シンクロ攻撃の効果を上げるには?

今日からゴールデンウィークに突入、という方も多いと思います。
そしてバレーボール界でゴールデンウィークといえば、もちろん黒鷲旗!今年はどんな戦いが繰り広げられるか非常に楽しみです!
・・・と言いたいところですが、既にご存じのように新型コロナウイルスの影響で2年連続中止になってしまいました。

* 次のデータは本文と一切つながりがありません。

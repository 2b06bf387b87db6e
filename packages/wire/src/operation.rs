//! Operation kinds and the callback channels that complete them.

use std::str::FromStr;

use crate::error::WireError;

/// The datastore operations that complete through a named callback.
#[derive(Debug, Clone, Copy, PartialEq, Eq, Hash, PartialOrd, Ord)]
pub enum OperationKind {
    Open,
    Initialize,
    Unlock,
    Lock,
    List,
    Touch,
}

impl OperationKind {
    pub const ALL: [OperationKind; 6] = [
        OperationKind::Open,
        OperationKind::Initialize,
        OperationKind::Unlock,
        OperationKind::Lock,
        OperationKind::List,
        OperationKind::Touch,
    ];

    /// The callback channel the engine uses to report completion.
    pub fn callback(self) -> CallbackFunction {
        match self {
            OperationKind::Open => CallbackFunction::OpenComplete,
            OperationKind::Initialize => CallbackFunction::InitializeComplete,
            OperationKind::Unlock => CallbackFunction::UnlockComplete,
            OperationKind::Lock => CallbackFunction::LockComplete,
            OperationKind::List => CallbackFunction::ListComplete,
            OperationKind::Touch => CallbackFunction::UpdateComplete,
        }
    }

    pub fn as_str(self) -> &'static str {
        match self {
            OperationKind::Open => "open",
            OperationKind::Initialize => "initialize",
            OperationKind::Unlock => "unlock",
            OperationKind::Lock => "lock",
            OperationKind::List => "list",
            OperationKind::Touch => "touch",
        }
    }
}

impl std::fmt::Display for OperationKind {
    fn fmt(&self, f: &mut std::fmt::Formatter<'_>) -> std::fmt::Result {
        f.write_str(self.as_str())
    }
}

/// Named message channels the engine posts to.
///
/// The host registers every one of these with the engine before loading
/// the datastore page.
#[derive(Debug, Clone, Copy, PartialEq, Eq, Hash)]
pub enum CallbackFunction {
    OpenComplete,
    InitializeComplete,
    UnlockComplete,
    LockComplete,
    ListComplete,
    UpdateComplete,
}

impl CallbackFunction {
    pub const ALL: [CallbackFunction; 6] = [
        CallbackFunction::OpenComplete,
        CallbackFunction::InitializeComplete,
        CallbackFunction::UnlockComplete,
        CallbackFunction::LockComplete,
        CallbackFunction::ListComplete,
        CallbackFunction::UpdateComplete,
    ];

    /// The channel name as registered with the engine.
    pub fn name(self) -> &'static str {
        match self {
            CallbackFunction::OpenComplete => "OpenComplete",
            CallbackFunction::InitializeComplete => "InitializeComplete",
            CallbackFunction::UnlockComplete => "UnlockComplete",
            CallbackFunction::LockComplete => "LockComplete",
            CallbackFunction::ListComplete => "ListComplete",
            CallbackFunction::UpdateComplete => "UpdateComplete",
        }
    }

    /// The operation this channel completes.
    pub fn operation(self) -> OperationKind {
        match self {
            CallbackFunction::OpenComplete => OperationKind::Open,
            CallbackFunction::InitializeComplete => OperationKind::Initialize,
            CallbackFunction::UnlockComplete => OperationKind::Unlock,
            CallbackFunction::LockComplete => OperationKind::Lock,
            CallbackFunction::ListComplete => OperationKind::List,
            CallbackFunction::UpdateComplete => OperationKind::Touch,
        }
    }
}

impl FromStr for CallbackFunction {
    type Err = WireError;

    fn from_str(name: &str) -> Result<Self, Self::Err> {
        CallbackFunction::ALL
            .into_iter()
            .find(|f| f.name() == name)
            .ok_or_else(|| WireError::UnknownCallback {
                name: name.to_string(),
            })
    }
}

impl std::fmt::Display for CallbackFunction {
    fn fmt(&self, f: &mut std::fmt::Formatter<'_>) -> std::fmt::Result {
        f.write_str(self.name())
    }
}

毎年のことですが、この大会を最後にコートを去る選手も多いため、非常に残念です。
そんなわけで黒鷲旗に関する記事が書けませんので、トランジションの局面における話の続きを書こうかと思います。

以前、シンクロ攻撃 によって攻撃枚数を確保するためにはどうしたらいいのか、ということを「ネットの呪縛」「スタッカート助走、またの名をスライド・アシスト」で書きました。これは主に従来の日本バレーにおける マイナス・テンポ の弊害によって攻撃枚数が減ってしまうのをどうやって防止するか、ということに重点を置いていました。しかし、攻撃枚数さえ確保できればそれでいいのか、というともちろんそんなことはありません。
なぜならこういったプレーがどんどん行われるようになると、守備側もそれに対応して進化するからです。その一つがブロックの「デディケート・シフト」だという話も以前に書きました。
デディケート対応1リード・ブロック を前提として考えます。上図の場合、攻撃側から見ると相手ブロックは一見OPの攻撃に対して手薄に感じられますがそれでも採用されるのには理由があります。
リード・ブロックはトスが誰に上がったかを見てからそのアタッカーに対してブロックに跳ぶという、”後出しじゃんけん”です。これは攻撃の選択肢が多ければ多いほど、「誰に上がったか」を判断するのが難しくなる(=反応するのが遅くなる)ことを意味します。つまりセッター前には3つの選択肢があるので判断に時間がかかるのに対し、セッターの背後にはOP以外の選択肢がないので素早い反応が可能になります。結果として、手薄に見えるライト側の攻撃に対して相手MBのブロックがしっかりと追いかけてくるわけです。またセッター前に上がった場合には、判断に時間がかかるものの移動距離が短いため、やはりブロックが追いかけてくることになります。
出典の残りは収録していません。